À nouveau, Rosella eut un rictus :
– « Laissons de côté le doute, d’autant que nous ne savons pas si une combinaison de cuir serait en mesure de vous protéger d’une malédiction. Pour ma part, si jamais il se trouve des divinités à l’intérieur, je ne les crains pas. Je serais curieuse de savoir comment une malédiction divine pourrait être pire que la mort de millions de personnes sur les Plaines Fertiles. »
– « Je vois », répondit Sean. « Dans ce cas, allons-y. »
Azéma prit une profonde inspiration et passa le portail de pierre à la suite du garde.
Contre toute attente, l’intérieur n’était pas humide. Le sable drainé ayant presque bloqué l’entrée, ils durent se pencher pour pouvoir avancer. Cependant, à mesure qu’ils s’enfonçaient dans les profondeurs, le passage devenait plus spacieux et moins escarpé.

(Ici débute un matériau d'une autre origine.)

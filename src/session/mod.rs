//! A `Session` owns one PTY pair and the shell process attached to its
//! slave side. A dedicated reader thread waits for master readability and
//! fans output out to every attached subscriber; the daemon holds sessions
//! in a registry keyed by session id (see `crate::daemon`).

mod pty;
mod subscriber;

pub use subscriber::{Subscriber, SubscriberId};

use std::collections::HashMap;
use std::ffi::CString;
use std::os::fd::{AsRawFd, BorrowedFd, FromRawFd, IntoRawFd, OwnedFd, RawFd};
use std::os::unix::net::UnixStream;
use std::sync::atomic::{AtomicBool, AtomicU64, Ordering};
use std::sync::{Arc, Mutex};
use std::thread::{self, JoinHandle};
use std::time::Duration;

use nix::poll::{poll, PollFd, PollFlags, PollTimeout};
use nix::sys::signal::{self, Signal};
use nix::sys::wait::{waitpid, WaitPidFlag, WaitStatus};
use nix::unistd::{self, dup2, execvp, fork, setsid, ForkResult, Pid};
use tracing::{debug, info, warn};

use crate::error::{PtyMasterError, Result};

pub const DEFAULT_ROWS: u16 = 24;
pub const DEFAULT_COLS: u16 = 80;
const READ_CHUNK: usize = 4096;
const POLL_TIMEOUT_MS: u16 = 100;
const CHILD_REAP_TIMEOUT: Duration = Duration::from_secs(5);
const WRITE_RETRY_BOUND: Duration = Duration::from_millis(100);

/// Where the child shell's state currently is; mirrors SPEC_FULL.md §4.1's
/// state table, collapsed to what callers actually need to observe.
#[derive(Debug, Clone, Copy, PartialEq, Eq)]
pub enum ChildState {
    Running,
    Exited,
}

pub struct Session {
    id: String,
    master: OwnedFd,
    slave: OwnedFd,
    child_pid: Pid,
    state: Mutex<ChildState>,
    subscribers: Mutex<HashMap<SubscriberId, Arc<Mutex<Subscriber>>>>,
    next_subscriber_id: AtomicU64,
    running: Arc<AtomicBool>,
    reader_handle: Mutex<Option<JoinHandle<()>>>,
}

impl Session {
    /// Allocates a PTY, forks a child that execs `shell -l`, and starts the
    /// reader thread. `shell` defaults to `$SHELL` or `/bin/bash` at the
    /// call site (see `crate::daemon::Daemon`).
    pub fn open(id: impl Into<String>, shell: &str, rows: u16, cols: u16) -> Result<Arc<Session>> {
        let id = id.into();
        let pair = pty::allocate(rows, cols)?;

        match unsafe { fork() }.map_err(|_| PtyMasterError::ForkFailed)? {
            ForkResult::Child => {
                drop(pair.master);
                exec_shell_or_exit(pair.slave.into_raw_fd(), shell);
            }
            ForkResult::Parent { child } => {
                set_nonblocking(pair.master.as_raw_fd())?;

                let session = Arc::new(Session {
                    id: id.clone(),
                    master: pair.master,
                    slave: pair.slave,
                    child_pid: child,
                    state: Mutex::new(ChildState::Running),
                    subscribers: Mutex::new(HashMap::new()),
                    next_subscriber_id: AtomicU64::new(1),
                    running: Arc::new(AtomicBool::new(true)),
                    reader_handle: Mutex::new(None),
                });

                info!(session = %id, pid = child.as_raw(), "session started");
                let handle = spawn_reader(Arc::clone(&session));
                *session.reader_handle.lock().unwrap() = Some(handle);
                Ok(session)
            }
        }
    }

    pub fn id(&self) -> &str {
        &self.id
    }

    pub fn state(&self) -> ChildState {
        *self.state.lock().unwrap()
    }

    pub fn is_alive(&self) -> bool {
        self.state() == ChildState::Running
    }

    /// Attaches a subscriber; returns its id so the caller can `detach` it
    /// later. Never blocks.
    pub fn attach(&self, stream: UnixStream) -> Result<SubscriberId> {
        let id = SubscriberId(self.next_subscriber_id.fetch_add(1, Ordering::Relaxed));
        let subscriber = Subscriber::new(id, stream)?;
        self.subscribers
            .lock()
            .unwrap()
            .insert(id, Arc::new(Mutex::new(subscriber)));
        debug!(session = %self.id, subscriber = id.0, "subscriber attached");
        Ok(id)
    }

    pub fn detach(&self, id: SubscriberId) {
        if self.subscribers.lock().unwrap().remove(&id).is_some() {
            debug!(session = %self.id, subscriber = id.0, "subscriber detached");
        }
    }

    pub fn subscriber_count(&self) -> usize {
        self.subscribers.lock().unwrap().len()
    }

    /// Writes bytes to the PTY master, i.e. keystrokes headed to the shell.
    /// A shell that stops draining its input (flow control, a stuck full-
    /// screen program) gets `WRITE_RETRY_BOUND` of retries before the
    /// remaining bytes are logged and dropped rather than blocking forever.
    pub fn write(&self, data: &[u8]) -> Result<()> {
        let fd = unsafe { BorrowedFd::borrow_raw(self.master.as_raw_fd()) };
        let deadline = std::time::Instant::now() + WRITE_RETRY_BOUND;
        let mut written = 0;
        while written < data.len() {
            match unistd::write(fd, &data[written..]) {
                Ok(n) => written += n,
                Err(nix::errno::Errno::EAGAIN) => {
                    if std::time::Instant::now() >= deadline {
                        warn!(
                            session = %self.id,
                            dropped = data.len() - written,
                            "pty write stalled past the retry bound; dropping remaining bytes"
                        );
                        return Ok(());
                    }
                    thread::sleep(Duration::from_millis(5));
                }
                Err(nix::errno::Errno::EINTR) => {}
                Err(err) => return Err(PtyMasterError::from(err)),
            }
        }
        Ok(())
    }

    /// Propagates a resize onto the PTY and notifies the child's process
    /// group so full-screen programs redraw.
    pub fn resize(&self, rows: u16, cols: u16) -> Result<()> {
        let rows = rows.clamp(1, 1000);
        let cols = cols.clamp(1, 1000);
        pty::set_window_size(self.master.as_raw_fd(), rows, cols)?;
        pty::set_window_size(self.slave.as_raw_fd(), rows, cols)?;
        let _ = signal::killpg(self.child_pid, Signal::SIGWINCH);
        Ok(())
    }

    /// Stops the reader, terminates the child (SIGTERM, then SIGKILL if it
    /// doesn't exit within `CHILD_REAP_TIMEOUT`), and reaps it. A no-op on a
    /// session whose child already exited and was reaped by the reader
    /// thread on its own (checked with a live `waitpid`, not the `state`
    /// flag, since only the reader thread is allowed to flip that flag on
    /// an actual exit).
    pub fn close(&self) {
        self.running.store(false, Ordering::SeqCst);
        if let Some(handle) = self.reader_handle.lock().unwrap().take() {
            let _ = handle.join();
        }
        match waitpid(self.child_pid, Some(WaitPidFlag::WNOHANG)) {
            Err(nix::errno::Errno::ECHILD) => {
                // Already reaped by the reader thread on natural exit.
            }
            Ok(WaitStatus::Exited(..)) | Ok(WaitStatus::Signaled(..)) => {
                *self.state.lock().unwrap() = ChildState::Exited;
            }
            _ => {
                let _ = signal::kill(self.child_pid, Signal::SIGTERM);
                let deadline = std::time::Instant::now() + CHILD_REAP_TIMEOUT;
                loop {
                    match waitpid(self.child_pid, Some(WaitPidFlag::WNOHANG)) {
                        Ok(WaitStatus::StillAlive) => {
                            if std::time::Instant::now() >= deadline {
                                let _ = signal::kill(self.child_pid, Signal::SIGKILL);
                                let _ = waitpid(self.child_pid, None);
                                break;
                            }
                            thread::sleep(Duration::from_millis(20));
                        }
                        _ => break,
                    }
                }
                *self.state.lock().unwrap() = ChildState::Exited;
            }
        }
        self.subscribers.lock().unwrap().clear();
        info!(session = %self.id, "session closed");
    }

    fn mark_exited(&self) {
        *self.state.lock().unwrap() = ChildState::Exited;
    }

    /// Snapshots the subscriber list under the lock, sends outside of it,
    /// then reacquires the lock only to prune the ones that failed. Keeps
    /// `attach`/`detach`/`subscriber_count` from stalling on a slow send.
    fn broadcast(&self, data: &[u8]) {
        let snapshot: Vec<(SubscriberId, Arc<Mutex<Subscriber>>)> = {
            let subscribers = self.subscribers.lock().unwrap();
            subscribers.iter().map(|(id, sub)| (*id, Arc::clone(sub))).collect()
        };

        let mut dead = Vec::new();
        for (id, sub) in snapshot {
            if let Err(err) = sub.lock().unwrap().send(data) {
                debug!(session = %self.id, subscriber = id.0, error = %err, "dropping subscriber");
                dead.push(id);
            }
        }

        if !dead.is_empty() {
            let mut subscribers = self.subscribers.lock().unwrap();
            for id in dead {
                subscribers.remove(&id);
            }
        }
    }

    fn flush_subscribers(&self) {
        let snapshot: Vec<(SubscriberId, Arc<Mutex<Subscriber>>)> = {
            let subscribers = self.subscribers.lock().unwrap();
            subscribers.iter().map(|(id, sub)| (*id, Arc::clone(sub))).collect()
        };

        let mut dead = Vec::new();
        for (id, sub) in snapshot {
            if sub.lock().unwrap().flush_pending().is_err() {
                dead.push(id);
            }
        }

        if !dead.is_empty() {
            let mut subscribers = self.subscribers.lock().unwrap();
            for id in dead {
                subscribers.remove(&id);
            }
        }
    }
}

fn set_nonblocking(fd: RawFd) -> Result<()> {
    use nix::fcntl::{fcntl, FcntlArg, OFlag};
    let flags = fcntl(fd, FcntlArg::F_GETFL).map_err(PtyMasterError::from)?;
    let mut flags = OFlag::from_bits_truncate(flags);
    flags.insert(OFlag::O_NONBLOCK);
    fcntl(fd, FcntlArg::F_SETFL(flags)).map_err(PtyMasterError::from)?;
    Ok(())
}

fn exec_shell_or_exit(slave_fd: RawFd, shell: &str) -> ! {
    setsid().ok();
    unsafe {
        libc::ioctl(slave_fd, libc::TIOCSCTTY as _, 0);
    }
    let _ = dup2(slave_fd, libc::STDIN_FILENO);
    let _ = dup2(slave_fd, libc::STDOUT_FILENO);
    let _ = dup2(slave_fd, libc::STDERR_FILENO);
    if slave_fd > libc::STDERR_FILENO {
        let _ = unsafe { OwnedFd::from_raw_fd(slave_fd) };
    }

    std::env::set_var("TERM", "xterm-256color");
    std::env::set_var("PS1", r"\u@\h:\w\$ ");

    let shell_cstr = match CString::new(shell) {
        Ok(s) => s,
        Err(_) => std::process::exit(127),
    };
    let login_flag = CString::new("-l").unwrap();
    let args = [shell_cstr.clone(), login_flag];
    let err = execvp(&shell_cstr, &args).unwrap_err();
    eprintln!("ptymaster: failed to exec {shell}: {err}");
    std::process::exit(126);
}

fn spawn_reader(session: Arc<Session>) -> JoinHandle<()> {
    let running = Arc::clone(&session.running);
    thread::spawn(move || {
        let master_fd = session.master.as_raw_fd();
        let mut buf = [0u8; READ_CHUNK];
        // Only set when the loop breaks because the child itself is gone
        // (EOF, POLLHUP/POLLERR, a poll/read error); `close()` clearing
        // `running` is a request to stop, not evidence the child exited,
        // and must not mark the session dead (that would make `close()`'s
        // own SIGTERM/SIGKILL block below it always skip itself).
        let mut child_dead = false;
        while running.load(Ordering::SeqCst) {
            let fd = unsafe { BorrowedFd::borrow_raw(master_fd) };
            let mut fds = [PollFd::new(fd, PollFlags::POLLIN)];
            match poll(&mut fds, PollTimeout::from(POLL_TIMEOUT_MS)) {
                Ok(0) => {
                    session.flush_subscribers();
                    continue;
                }
                Err(nix::errno::Errno::EINTR) => continue,
                Err(err) => {
                    warn!(session = %session.id, error = %err, "poll failed");
                    child_dead = true;
                    break;
                }
                Ok(_) => {}
            }

            let revents = fds[0].revents().unwrap_or(PollFlags::empty());
            if revents.contains(PollFlags::POLLIN) {
                match unistd::read(master_fd, &mut buf) {
                    Ok(0) => {
                        child_dead = true;
                        break;
                    }
                    Ok(n) => session.broadcast(&buf[..n]),
                    Err(nix::errno::Errno::EAGAIN) | Err(nix::errno::Errno::EINTR) => {}
                    Err(_) => {
                        child_dead = true;
                        break;
                    }
                }
            } else if revents.contains(PollFlags::POLLHUP) || revents.contains(PollFlags::POLLERR) {
                child_dead = true;
                break;
            }
        }
        if child_dead {
            session.mark_exited();
            reap_child_nonblocking(session.child_pid);
            info!(session = %session.id, "reader thread exiting, child has exited");
        } else {
            debug!(session = %session.id, "reader thread exiting, close() requested");
        }
    })
}

fn reap_child_nonblocking(pid: Pid) {
    let _ = waitpid(pid, Some(WaitPidFlag::WNOHANG));
}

À la lumière de la torche, ils constatèrent que les parois du souterrain étaient gravement endommagées. Des racines et des lianes s’infiltraient à travers les pavés et rampaient partout. Heureusement que Rosella, qui marchait en tête, leur frayait un chemin à l’aide d’une hache sans quoi ils auraient mis plus d’une demi-journée à descendre le souterrain.
– « C’est un fait que cet endroit est depuis longtemps abandonné », dit soudain Sean. « Cependant, ce qu’a dit Knaff n’est pas tout à fait exact. Il n’a pas été bouclé à cause de la malédiction. Des gens ont dû continuer à y venir, ne serait-ce que pendant un temps. »
– « Qu’avez-vous découvert ? » Lui demanda Rosella, intriguée.
– « On voit des fentes prévues pour les torches sur les parois », répondit le garde. « Le fait qu’elles soient beaucoup plus claires que le reste de la roche indique qu’elles ont été faites à des périodes très différentes. S’il ne s’était agi que d’un abri contre la pluie, les gens n’auraient pas eu besoin de poser des torches tous les dix pas environ. »
Nul doute que pour avoir construit ces fentes, les gens devaient avoir eu accès à la caverne pendant un bon moment.
– « Comment le Seigneur aurait-il pu négliger les trésors présents dans ces ruines ? » Ricana Rosella. « Le guide n’a pas menti. C’est la rumeur qui a été arrangée. »
– « J’espère que ce ne sont pas les trésors que nous sommes venus chercher », dit gravement Sean. « S’il existait de nombreuses sources, combien ont-elles été emportées au cours du siècle dernier ? Et où ? Sa Majesté a dit qu’il s’agissait de quelque chose de crucial pour créer la Gloire du Soleil, aussi, nous ne devons en aucun cas le laisser tomber entre les mains d’autres personnes. »
– « Pour résoudre ces problèmes, il faut d’abord que Mlle Azéma nous conduise jusqu’à la première source », dit Rosella, soudain tendue. « A mon avis, nous n’en sommes plus très loin. »
Apercevant enfin les marches de pierres, qui cette fois, n’étaient plus recouvertes de terre, les explorateurs accélérèrent le pas.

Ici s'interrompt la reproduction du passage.